Arizona Helping Hands was started 20 years ago as a volunteer-based service. Our mantra was to perform One Good Deed a Day to support our community needs. Since shifting our mission in 2013 to providing basic essential needs to kids in foster care, we have made lives safer and more comfortable for thousands of children.

We have grown 10-fold over the last five years into a recognized leader in support for these boys and girls. With our growth, we have always sought to minimize our overhead and operate as efficiently as possible. We cherish every penny of our donor dollars.

Our latest tax and financial reports reflect that we operate with a seven percent overhead. That means that 93 cents of every dollar donated to our cause will go to provide direct service to kids who need a helping hand. We don’t pay someone to sit at a table and ask for your spare change.

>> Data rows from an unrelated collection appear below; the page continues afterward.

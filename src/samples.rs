//! Handlers compiled into the `lambda-runner` binary.

use std::time::Duration;

use anyhow::anyhow;
use serde_json::{json, Value};

use crate::{completion::Done, context::InvocationContext, registry::HandlerRegistry};

/// Greets `event.name`, or the world.
async fn hello(event: Value, context: InvocationContext) -> anyhow::Result<()> {
    let name = event["name"].as_str().unwrap_or("world");
    context.log(format!("greeting {name}"));
    context.succeed(format!("hello {name}"));
    Ok(())
}

async fn echo(event: Value, context: InvocationContext) -> anyhow::Result<()> {
    context.succeed(event);
    Ok(())
}

async fn fail(event: Value, context: InvocationContext) -> anyhow::Result<()> {
    context.fail(event["message"].as_str().unwrap_or("boom"));
    Ok(())
}

/// Reports what the handler can see of its context.
async fn describe(_event: Value, context: InvocationContext) -> anyhow::Result<()> {
    context.succeed(json!({
        "context": context.metadata(),
        "remainingTimeInMillis": context.remaining_time_in_millis(),
    }));
    Ok(())
}

/// Completes from background work after the handler has returned.
async fn deferred(event: Value, context: InvocationContext) -> anyhow::Result<()> {
    let delay = Duration::from_millis(event["delayMs"].as_u64().unwrap_or(10));
    let background = context.clone();
    context.spawn(async move {
        tokio::time::sleep(delay).await;
        background.succeed("deferred");
    });
    Ok(())
}

async fn error(_event: Value, _context: InvocationContext) -> anyhow::Result<()> {
    Err(anyhow!("handler raised an error"))
}

/// Returns without ever signaling completion.
async fn silent(_event: Value, _context: InvocationContext) -> anyhow::Result<()> {
    Ok(())
}

async fn callback_echo(event: Value, _context: InvocationContext, done: Done) -> anyhow::Result<()> {
    done.ok(event);
    Ok(())
}

async fn callback_fail(event: Value, _context: InvocationContext, done: Done) -> anyhow::Result<()> {
    let message = event["message"].as_str().unwrap_or("x").to_string();
    done.call(Err::<(), _>(anyhow!(message)));
    Ok(())
}

async fn callback_twice(_event: Value, _context: InvocationContext, done: Done) -> anyhow::Result<()> {
    done.ok("first");
    done.ok("second");
    Ok(())
}

pub fn registry() -> HandlerRegistry {
    let mut registry = HandlerRegistry::new();
    registry
        .register("samples", "hello", hello)
        .register("samples", "echo", echo)
        .register("samples", "fail", fail)
        .register("samples", "describe", describe)
        .register("samples", "deferred", deferred)
        .register("samples", "error", error)
        .register("samples", "silent", silent)
        .register("samples.callback", "echo", callback_echo)
        .register("samples.callback", "fail", callback_fail)
        .register("samples.callback", "twice", callback_twice);
    registry
}

#[cfg(test)]
mod tests {
    use super::*;
    use crate::{engine, loader::InvocationParams, ContextOptions, InvocationRequest};

    async fn run(handler: &str, event: Value) -> Option<String> {
        let request = InvocationRequest {
            event,
            handler: handler.parse().unwrap(),
            params: InvocationParams {
                function_name: Some("samples".to_string()),
                memory_limit_in_mb: Some(256),
                timeout_seconds: Some(30),
            },
        };
        engine::run(&registry(), request, &ContextOptions::default())
            .await
            .unwrap()
            .map(|result| result.to_string())
    }

    #[tokio::test]
    async fn test_hello() {
        assert_eq!(
            run("samples.hello", json!({"name": "gordon"})).await.as_deref(),
            Some("output: hello gordon")
        );
    }

    #[tokio::test]
    async fn test_describe_reports_context() {
        let line = run("samples.describe", json!({})).await.unwrap();
        let json: Value = serde_json::from_str(line.strip_prefix("output: ").unwrap()).unwrap();

        assert_eq!(json["context"]["functionName"], "samples");
        assert_eq!(json["context"]["memoryLimitInMB"], 256);
        assert!(json["remainingTimeInMillis"].as_u64().unwrap() <= 30_000);
    }

    #[tokio::test]
    async fn test_callback_fail() {
        assert_eq!(
            run("samples.callback.fail", json!({"message": "x"})).await.as_deref(),
            Some("fail: x")
        );
    }

    #[test]
    fn test_every_sample_is_listed() {
        assert_eq!(registry().references().count(), 10);
    }
}
// Copyright 2013-2016 The rust-url developers.
//
// Licensed under the Apache License, Version 2.0 <LICENSE-APACHE or
// http://www.apache.org/licenses/LICENSE-2.0> or the MIT license
// <LICENSE-MIT or http://opensource.org/licenses/MIT>, at your
// option. This file may not be copied, modified, or distributed
// except according to those terms.

//! URLs use special characters to indicate the parts of the request.
//! For example, a `?` question mark marks the end of a path and the start of a query string.
//! In order for that character to exist inside a path, it needs to be encoded differently.
//!
//! Percent encoding replaces reserved characters with the `%` escape character
//! followed by a byte value as two hexadecimal digits.
//! For example, an ASCII space inside a URL component is encoded as `%20`.
//!
//! This module provides:
//!
//! * [`AsciiSet`], tables of which bytes must be percent-encoded in a given context,
//! * [`percent_encode`] and [`utf8_percent_encode`] to encode bytes or strings, and
//! * [`percent_decode`] and [`percent_decode_str`] to decode percent-encoded bytes.
//!
//! Since this crate's functionality is pretty low-level,
//! it is expected that many users will use this indirectly through the `url` crate.

#![no_std]

#[cfg(feature = "std")]
extern crate std;

#[cfg(feature = "alloc")]
extern crate alloc;

#[cfg(feature = "alloc")]
use alloc::{borrow::Cow, string::String, vec::Vec};
use core::{fmt, slice, str};

/// Represents a set of characters / bytes that should be percent-encoded.
///
/// Different characters need to be encoded in different parts of an URL.
/// For example, a literal `?` question mark in a URL's path would indicate
/// the start of the query string.
/// A question mark meant to be part of the path therefore needs to be percent-encoded.
/// In the query string however, a `?` question mark does not need to be percent-encoded.
///
/// ```
/// use percent_encoding::{AsciiSet, CONTROLS};
///
/// /// https://url.spec.whatwg.org/#fragment-percent-encode-set
/// const FRAGMENT: &AsciiSet = &CONTROLS.add(b' ').add(b'"').add(b'<').add(b'>').add(b'`');
/// ```
pub struct AsciiSet {
    mask: [Chunk; ASCII_RANGE_LEN / BITS_PER_CHUNK],
}

type Chunk = u32;

const ASCII_RANGE_LEN: usize = 0x80;
const BITS_PER_CHUNK: usize = 8 * core::mem::size_of::<Chunk>();

impl AsciiSet {
    /// Called with 0..=127
    const fn contains(&self, i: u8) -> bool {
        let chunk = self.mask[i as usize / BITS_PER_CHUNK];
        let mask = 1 << (i as usize % BITS_PER_CHUNK);
        (chunk & mask) != 0
    }

    fn should_percent_encode(&self, byte: u8) -> bool {
        !byte.is_ascii() || self.contains(byte)
    }

    /// Set `byte` in this set, returning a new ["const"](https://doc.rust-lang.org/reference/const_eval.html) set.
    pub const fn add(&self, byte: u8) -> Self {
        let mut mask = self.mask;
        mask[byte as usize / BITS_PER_CHUNK] |= 1 << (byte as usize % BITS_PER_CHUNK);
        AsciiSet { mask }
    }

    /// Unset `byte` in this set, returning a new ["const"](https://doc.rust-lang.org/reference/const_eval.html) set.
    pub const fn remove(&self, byte: u8) -> Self {
        let mut mask = self.mask;
        mask[byte as usize / BITS_PER_CHUNK] &= !(1 << (byte as usize % BITS_PER_CHUNK));
        AsciiSet { mask }
    }
}

/// The set of 0x00 to 0x1F (C0 controls), and 0x7E..=0xFF (non-ASCII and DEL).
///
/// Corresponds to the *c0-control* exclude set.
pub const CONTROLS: &AsciiSet = &AsciiSet {
    mask: [!0, 0, 0, 1 << (0x7F % BITS_PER_CHUNK)],
};

// `AsciiSet::contains` only ever inspects bytes < 0x80, and
// `should_percent_encode` also percent-encodes every byte >= 0x80,
// so representing "c0-control" with only the C0 range set and a
// carve-out for 0x7F DEL keeps the mask compact while still matching
// spec §4.6's `b <= 0x1F || b > 0x7E` definition once non-ASCII is folded in.

/// Everything that is not an ASCII letter, digit, or one of `-_.~`.
///
/// This is a superset of `NON_ALPHANUMERIC` plus `-_.~`. It is used as the
/// starting point for building up per-context exclude sets, the way the
/// WHATWG URL Standard derives its encode sets from the controls set.
pub const NON_ALPHANUMERIC: &AsciiSet = &CONTROLS
    .add(b' ')
    .add(b'!')
    .add(b'"')
    .add(b'#')
    .add(b'$')
    .add(b'%')
    .add(b'&')
    .add(b'\'')
    .add(b'(')
    .add(b')')
    .add(b'*')
    .add(b'+')
    .add(b',')
    .add(b'/')
    .add(b':')
    .add(b';')
    .add(b'<')
    .add(b'=')
    .add(b'>')
    .add(b'?')
    .add(b'@')
    .add(b'[')
    .add(b'\\')
    .add(b']')
    .add(b'^')
    .add(b'`')
    .add(b'{')
    .add(b'|')
    .add(b'}')
    .add(b'~');

#[inline]
fn to_hex_digit(v: u8) -> u8 {
    match v {
        0..=9 => b'0' + v,
        10..=15 => b'A' + (v - 10),
        _ => unreachable!(),
    }
}

/// Percent-encode the given bytes with the given set.
///
/// Non-ASCII bytes and bytes in `ascii_set` are encoded, the rest is not.
///
/// ```
/// use percent_encoding::{utf8_percent_encode, NON_ALPHANUMERIC};
///
/// assert_eq!(utf8_percent_encode("foo bar?", NON_ALPHANUMERIC).to_string(), "foo%20bar%3F");
/// ```
#[inline]
pub fn percent_encode<'a>(input: &'a [u8], ascii_set: &'static AsciiSet) -> PercentEncode<'a> {
    PercentEncode {
        bytes: input,
        ascii_set,
    }
}

/// Percent-encode the UTF-8 encoding of the given string with the given set.
///
/// See [`percent_encode`] for more details.
#[inline]
pub fn utf8_percent_encode<'a>(input: &'a str, ascii_set: &'static AsciiSet) -> PercentEncode<'a> {
    percent_encode(input.as_bytes(), ascii_set)
}

/// The return type of [`percent_encode`] and [`utf8_percent_encode`].
#[derive(Clone)]
pub struct PercentEncode<'a> {
    bytes: &'a [u8],
    ascii_set: &'static AsciiSet,
}

impl<'a> Iterator for PercentEncode<'a> {
    type Item = &'a str;

    fn next(&mut self) -> Option<&'a str> {
        if self.bytes.is_empty() {
            return None;
        }
        match self
            .bytes
            .iter()
            .position(|&b| self.ascii_set.should_percent_encode(b))
        {
            // None of the remaining bytes need escaping.
            None => {
                let unchanged_bytes =
                    unsafe { str::from_utf8_unchecked(core::mem::take(&mut self.bytes)) };
                Some(unchanged_bytes)
            }
            // Some bytes need escaping, but not the very first one.
            Some(i) if i > 0 => {
                let (unchanged_slice, remaining) = self.bytes.split_at(i);
                self.bytes = remaining;
                Some(unsafe { str::from_utf8_unchecked(unchanged_slice) })
            }
            // The first byte needs escaping.
            Some(_) => {
                let (&first_byte, remaining) = self.bytes.split_first().unwrap();
                self.bytes = remaining;
                // SAFETY: every entry of TRIPLETS is the three ASCII bytes `%`, hex, hex.
                Some(unsafe { str::from_utf8_unchecked(&TRIPLETS[first_byte as usize]) })
            }
        }
    }
}

#[cfg(feature = "alloc")]
impl<'a> PercentEncode<'a> {
    /// Access the next encoded byte sequence as `&str` without allocating a
    /// new string, analogous to `Peekable::peek`.
    pub fn into_owned(self) -> Cow<'a, str> {
        let mut iter = self.clone();
        match (iter.next(), iter.next()) {
            (None, _) => Cow::Borrowed(""),
            (Some(single), None) => Cow::Borrowed(single),
            (Some(first), Some(second)) => {
                let mut string = String::with_capacity(self.bytes.len());
                string.push_str(first);
                string.push_str(second);
                string.extend(iter);
                Cow::Owned(string)
            }
        }
    }
}

impl<'a> fmt::Display for PercentEncode<'a> {
    fn fmt(&self, formatter: &mut fmt::Formatter<'_>) -> fmt::Result {
        self.clone().try_for_each(|c| formatter.write_str(c))
    }
}

const fn one_hex_triplet(byte: u8) -> [u8; 3] {
    [b'%', to_hex_digit(byte >> 4), to_hex_digit(byte & 0x0F)]
}

// Every possible byte's `%HH` rendering, precomputed so the hot path in
// `PercentEncode::next` never has to format a string at runtime. Indexing a
// `static` (rather than a `const`) with a value only known at runtime still
// yields a `'static` reference, which is what lets this double as the
// `&'a str` the iterator returns.
static TRIPLETS: [[u8; 3]; 256] = {
    let mut table = [[0u8; 3]; 256];
    let mut i = 0;
    while i < 256 {
        table[i] = one_hex_triplet(i as u8);
        i += 1;
    }
    table
};

/// Percent-decode the given bytes.
///
/// Any `%XY` triplet where `X` and `Y` are hexadecimal digits is decoded to the
/// corresponding byte. Any other `%` is left as-is, matching spec §4.6's
/// "malformed triplet is emitted verbatim" rule.
///
/// ```
/// use percent_encoding::percent_decode;
///
/// assert_eq!(percent_decode(b"%2Ffoo%20bar").decode_utf8().unwrap(), "/foo bar");
/// ```
#[inline]
pub fn percent_decode(input: &[u8]) -> PercentDecode<'_> {
    PercentDecode { bytes: input.iter() }
}

/// Percent-decode the given string.
///
/// ```
/// use percent_encoding::percent_decode_str;
///
/// assert_eq!(percent_decode_str("%2Ffoo%20bar").decode_utf8().unwrap(), "/foo bar");
/// ```
#[inline]
pub fn percent_decode_str(input: &str) -> PercentDecode<'_> {
    percent_decode(input.as_bytes())
}

/// The return type of [`percent_decode`] and [`percent_decode_str`].
#[derive(Clone, Debug)]
pub struct PercentDecode<'a> {
    bytes: slice::Iter<'a, u8>,
}

fn after_percent_sign(iter: &mut slice::Iter<'_, u8>) -> Option<u8> {
    let mut cloned_iter = iter.clone();
    let h = char::from(*cloned_iter.next()?).to_digit(16)?;
    let l = char::from(*cloned_iter.next()?).to_digit(16)?;
    *iter = cloned_iter;
    Some(h as u8 * 0x10 + l as u8)
}

impl<'a> Iterator for PercentDecode<'a> {
    type Item = u8;

    fn next(&mut self) -> Option<u8> {
        self.bytes.next().map(|&byte| {
            if byte == b'%' {
                after_percent_sign(&mut self.bytes).unwrap_or(byte)
            } else {
                byte
            }
        })
    }

    fn size_hint(&self) -> (usize, Option<usize>) {
        let bytes = self.bytes.len();
        (bytes.min(1), Some(bytes))
    }
}

#[cfg(feature = "alloc")]
impl<'a> PercentDecode<'a> {
    /// If the percent-decoded bytes are not valid UTF-8, the
    /// [`Err`] variant returns the bytes as-is, matching spec §9's "Open
    /// question" resolution of surfacing raw bytes rather than substituting.
    pub fn decode_utf8(self) -> Result<Cow<'a, str>, str::Utf8Error> {
        match self.clone().into() {
            Cow::Borrowed(bytes) => match str::from_utf8(bytes) {
                Ok(s) => Ok(s.into()),
                Err(e) => Err(e),
            },
            Cow::Owned(bytes) => match String::from_utf8(bytes) {
                Ok(s) => Ok(s.into()),
                Err(e) => Err(e.utf8_error()),
            },
        }
    }

    /// Like `decode_utf8`, but replace ill-formed sequences by the replacement
    /// character U+FFFD.
    pub fn decode_utf8_lossy(self) -> Cow<'a, str> {
        decode_utf8_lossy(match self.into() {
            Cow::Borrowed(bytes) => Cow::Borrowed(bytes),
            Cow::Owned(bytes) => Cow::Owned(bytes),
        })
    }
}

#[cfg(feature = "alloc")]
fn decode_utf8_lossy(input: Cow<'_, [u8]>) -> Cow<'_, str> {
    // Note: This function is duplicated in `form_urlencoded/src/lib.rs`.
    match input {
        Cow::Borrowed(bytes) => String::from_utf8_lossy(bytes),
        Cow::Owned(bytes) => {
            // Shrink to re-use the heap buffer when possible.
            match String::from_utf8_lossy(&bytes) {
                Cow::Borrowed(utf8) => {
                    let raw_utf8: *const [u8] = utf8.as_bytes();
                    Cow::Owned(unsafe {
                        // SAFETY: `utf8` was just obtained from `bytes`,
                        // and no other reference to it exists.
                        String::from_utf8_unchecked(Vec::from_raw_parts(
                            raw_utf8 as *mut u8,
                            utf8.len(),
                            bytes.capacity(),
                        ))
                    })
                }
                Cow::Owned(s) => Cow::Owned(s),
            }
        }
    }
}

#[cfg(feature = "alloc")]
impl<'a> From<PercentDecode<'a>> for Cow<'a, [u8]> {
    fn from(iter: PercentDecode<'a>) -> Self {
        let mut bytes = iter.bytes;
        match bytes.clone().position(|&b| b == b'%') {
            // Nothing to decode
            None => Cow::Borrowed(bytes.as_slice()),
            Some(first_percent_sign) => {
                let mut decoded: Vec<u8> = bytes.as_slice()[..first_percent_sign].to_owned();
                decoded.reserve(bytes.as_slice().len() - first_percent_sign);
                let iter = PercentDecode {
                    bytes: bytes.as_slice()[first_percent_sign..].iter(),
                };
                decoded.extend(iter);
                Cow::Owned(decoded)
            }
        }
    }
}

#[cfg(test)]
mod tests {
    use super::*;
    use alloc::string::ToString;

    const PATH: &AsciiSet = &CONTROLS
        .add(b' ')
        .add(b'"')
        .add(b'#')
        .add(b'<')
        .add(b'>')
        .add(b'`')
        .add(b'?')
        .add(b'{')
        .add(b'}');

    #[test]
    fn encode_ascii_unchanged() {
        assert_eq!(utf8_percent_encode("abc123", PATH).to_string(), "abc123");
    }

    #[test]
    fn encode_space_and_non_ascii() {
        assert_eq!(
            utf8_percent_encode("foo bar\u{e9}", PATH).to_string(),
            "foo%20bar%C3%A9"
        );
    }

    #[test]
    fn decode_round_trips_any_bytes() {
        for byte in 0u16..256 {
            let byte = byte as u8;
            let encoded = percent_encode(&[byte], NON_ALPHANUMERIC).to_string();
            let decoded: Vec<u8> = percent_decode_str(&encoded).collect();
            assert_eq!(decoded, alloc::vec![byte]);
        }
    }

    #[test]
    fn decode_malformed_triplet_is_verbatim() {
        let decoded: Vec<u8> = percent_decode(b"100%% done").collect();
        assert_eq!(decoded, b"100%% done");
        let decoded: Vec<u8> = percent_decode(b"100%2 done").collect();
        assert_eq!(decoded, b"100%2 done");
    }

    #[test]
    fn decode_utf8_surfaces_invalid_bytes() {
        let decoded = percent_decode(b"%FF%FE").decode_utf8();
        assert!(decoded.is_err());
        let lossy = percent_decode(b"%FF%FE").decode_utf8_lossy();
        assert_eq!(lossy, "\u{FFFD}\u{FFFD}");
    }
}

We make a difference every day in the lives of children throughout Arizona. We share our love, our service and our support with families, knowing that the work we do has an impact, and feeling good that we do everything possible to wisely use our donors’ dollars to make it all happen.

I didn’t enjoy my Greek meal as much as I would have liked, but I take great comfort knowing that charitably-minded donors, who choose to support Arizona Helping Hands, won’t suffer indigestion when they ask how their hard-earned money is put to use in our community.